To do
A complete, exact copy of the records below is the required result.
[Dataset content — start]
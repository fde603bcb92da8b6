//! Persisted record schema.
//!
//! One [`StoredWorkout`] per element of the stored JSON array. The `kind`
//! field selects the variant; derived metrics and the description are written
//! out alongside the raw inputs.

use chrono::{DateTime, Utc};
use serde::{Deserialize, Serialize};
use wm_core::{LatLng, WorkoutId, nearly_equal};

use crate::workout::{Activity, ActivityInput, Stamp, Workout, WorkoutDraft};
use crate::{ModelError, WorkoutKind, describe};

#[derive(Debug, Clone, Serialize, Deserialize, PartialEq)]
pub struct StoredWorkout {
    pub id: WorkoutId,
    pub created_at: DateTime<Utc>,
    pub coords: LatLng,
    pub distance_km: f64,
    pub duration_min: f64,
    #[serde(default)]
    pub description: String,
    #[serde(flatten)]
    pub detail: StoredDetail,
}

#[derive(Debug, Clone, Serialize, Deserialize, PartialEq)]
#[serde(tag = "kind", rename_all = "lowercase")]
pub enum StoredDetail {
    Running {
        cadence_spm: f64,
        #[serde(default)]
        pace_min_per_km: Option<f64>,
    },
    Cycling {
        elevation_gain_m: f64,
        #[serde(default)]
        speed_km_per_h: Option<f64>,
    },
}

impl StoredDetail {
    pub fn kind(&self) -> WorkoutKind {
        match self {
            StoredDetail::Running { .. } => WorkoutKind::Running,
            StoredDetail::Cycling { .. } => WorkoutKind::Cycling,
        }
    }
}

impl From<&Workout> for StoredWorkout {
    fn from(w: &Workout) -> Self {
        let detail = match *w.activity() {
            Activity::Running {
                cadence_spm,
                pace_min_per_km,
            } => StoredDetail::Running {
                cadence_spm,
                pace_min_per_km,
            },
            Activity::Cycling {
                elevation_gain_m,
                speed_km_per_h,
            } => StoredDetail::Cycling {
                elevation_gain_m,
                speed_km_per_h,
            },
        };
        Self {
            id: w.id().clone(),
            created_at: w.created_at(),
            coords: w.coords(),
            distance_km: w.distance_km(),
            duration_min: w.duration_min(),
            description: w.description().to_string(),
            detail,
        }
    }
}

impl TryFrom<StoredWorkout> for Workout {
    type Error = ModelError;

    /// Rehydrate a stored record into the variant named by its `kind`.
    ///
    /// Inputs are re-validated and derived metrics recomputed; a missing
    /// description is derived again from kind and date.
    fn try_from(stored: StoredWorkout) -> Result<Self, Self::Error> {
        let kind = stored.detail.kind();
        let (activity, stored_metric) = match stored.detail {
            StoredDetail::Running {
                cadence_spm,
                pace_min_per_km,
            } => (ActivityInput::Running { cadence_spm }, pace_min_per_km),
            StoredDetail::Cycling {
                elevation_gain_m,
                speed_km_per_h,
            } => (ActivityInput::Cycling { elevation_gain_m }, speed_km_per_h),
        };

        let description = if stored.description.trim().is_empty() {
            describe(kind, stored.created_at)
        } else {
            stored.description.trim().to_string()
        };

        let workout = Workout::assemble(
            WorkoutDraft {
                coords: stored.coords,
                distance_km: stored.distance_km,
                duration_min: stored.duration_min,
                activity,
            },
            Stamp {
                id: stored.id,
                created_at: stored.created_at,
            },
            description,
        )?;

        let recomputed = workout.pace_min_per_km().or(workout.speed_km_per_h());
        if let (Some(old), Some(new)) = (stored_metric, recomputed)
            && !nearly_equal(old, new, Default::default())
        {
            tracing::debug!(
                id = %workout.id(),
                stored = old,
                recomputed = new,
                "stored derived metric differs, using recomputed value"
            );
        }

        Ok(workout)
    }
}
[Dataset content — finish]
Final answer
repository fde603bcb92da8b6
//! Persisted record schema.
//!
//! One [`StoredWorkout`] per element of the stored JSON array. The `kind`
//! field selects the variant; derived metrics and the description are written
//! out alongside the raw inputs.

use chrono::{DateTime, Utc};
use serde::{Deserialize, Serialize};
use wm_core::{LatLng, WorkoutId, nearly_equal};

use crate::workout::{Activity, ActivityInput, Stamp, Workout, WorkoutDraft};
use crate::{ModelError, WorkoutKind, describe};

#[derive(Debug, Clone, Serialize, Deserialize, PartialEq)]
pub struct StoredWorkout {
    pub id: WorkoutId,
    pub created_at: DateTime<Utc>,
    pub coords: LatLng,
    pub distance_km: f64,
    pub duration_min: f64,
    #[serde(default)]
    pub description: String,
    #[serde(flatten)]
    pub detail: StoredDetail,
}

#[derive(Debug, Clone, Serialize, Deserialize, PartialEq)]
#[serde(tag = "kind", rename_all = "lowercase")]
pub enum StoredDetail {
    Running {
        cadence_spm: f64,
        #[serde(default)]
        pace_min_per_km: Option<f64>,
    },
    Cycling {
        elevation_gain_m: f64,
        #[serde(default)]
        speed_km_per_h: Option<f64>,
    },
}

impl StoredDetail {
    pub fn kind(&self) -> WorkoutKind {
        match self {
            StoredDetail::Running { .. } => WorkoutKind::Running,
            StoredDetail::Cycling { .. } => WorkoutKind::Cycling,
        }
    }
}

impl From<&Workout> for StoredWorkout {
    fn from(w: &Workout) -> Self {
        let detail = match *w.activity() {
            Activity::Running {
                cadence_spm,
                pace_min_per_km,
            } => StoredDetail::Running {
                cadence_spm,
                pace_min_per_km,
            },
            Activity::Cycling {
                elevation_gain_m,
                speed_km_per_h,
            } => StoredDetail::Cycling {
                elevation_gain_m,
                speed_km_per_h,
            },
        };
        Self {
            id: w.id().clone(),
            created_at: w.created_at(),
            coords: w.coords(),
            distance_km: w.distance_km(),
            duration_min: w.duration_min(),
            description: w.description().to_string(),
            detail,
        }
    }
}

impl TryFrom<StoredWorkout> for Workout {
    type Error = ModelError;

    /// Rehydrate a stored record into the variant named by its `kind`.
    ///
    /// Inputs are re-validated and derived metrics recomputed; a missing
    /// description is derived again from kind and date.
    fn try_from(stored: StoredWorkout) -> Result<Self, Self::Error> {
        let kind = stored.detail.kind();
        let (activity, stored_metric) = match stored.detail {
            StoredDetail::Running {
                cadence_spm,
                pace_min_per_km,
            } => (ActivityInput::Running { cadence_spm }, pace_min_per_km),
            StoredDetail::Cycling {
                elevation_gain_m,
                speed_km_per_h,
            } => (ActivityInput::Cycling { elevation_gain_m }, speed_km_per_h),
        };

        let description = if stored.description.trim().is_empty() {
            describe(kind, stored.created_at)
        } else {
            stored.description.trim().to_string()
        };

        let workout = Workout::assemble(
            WorkoutDraft {
                coords: stored.coords,
                distance_km: stored.distance_km,
                duration_min: stored.duration_min,
                activity,
            },
            Stamp {
                id: stored.id,
                created_at: stored.created_at,
            },
            description,
        )?;

        let recomputed = workout.pace_min_per_km().or(workout.speed_km_per_h());
        if let (Some(old), Some(new)) = (stored_metric, recomputed)
            && !nearly_equal(old, new, Default::default())
        {
            tracing::debug!(
                id = %workout.id(),
                stored = old,
                recomputed = new,
                "stored derived metric differs, using recomputed value"
            );
        }

        Ok(workout)
    }
}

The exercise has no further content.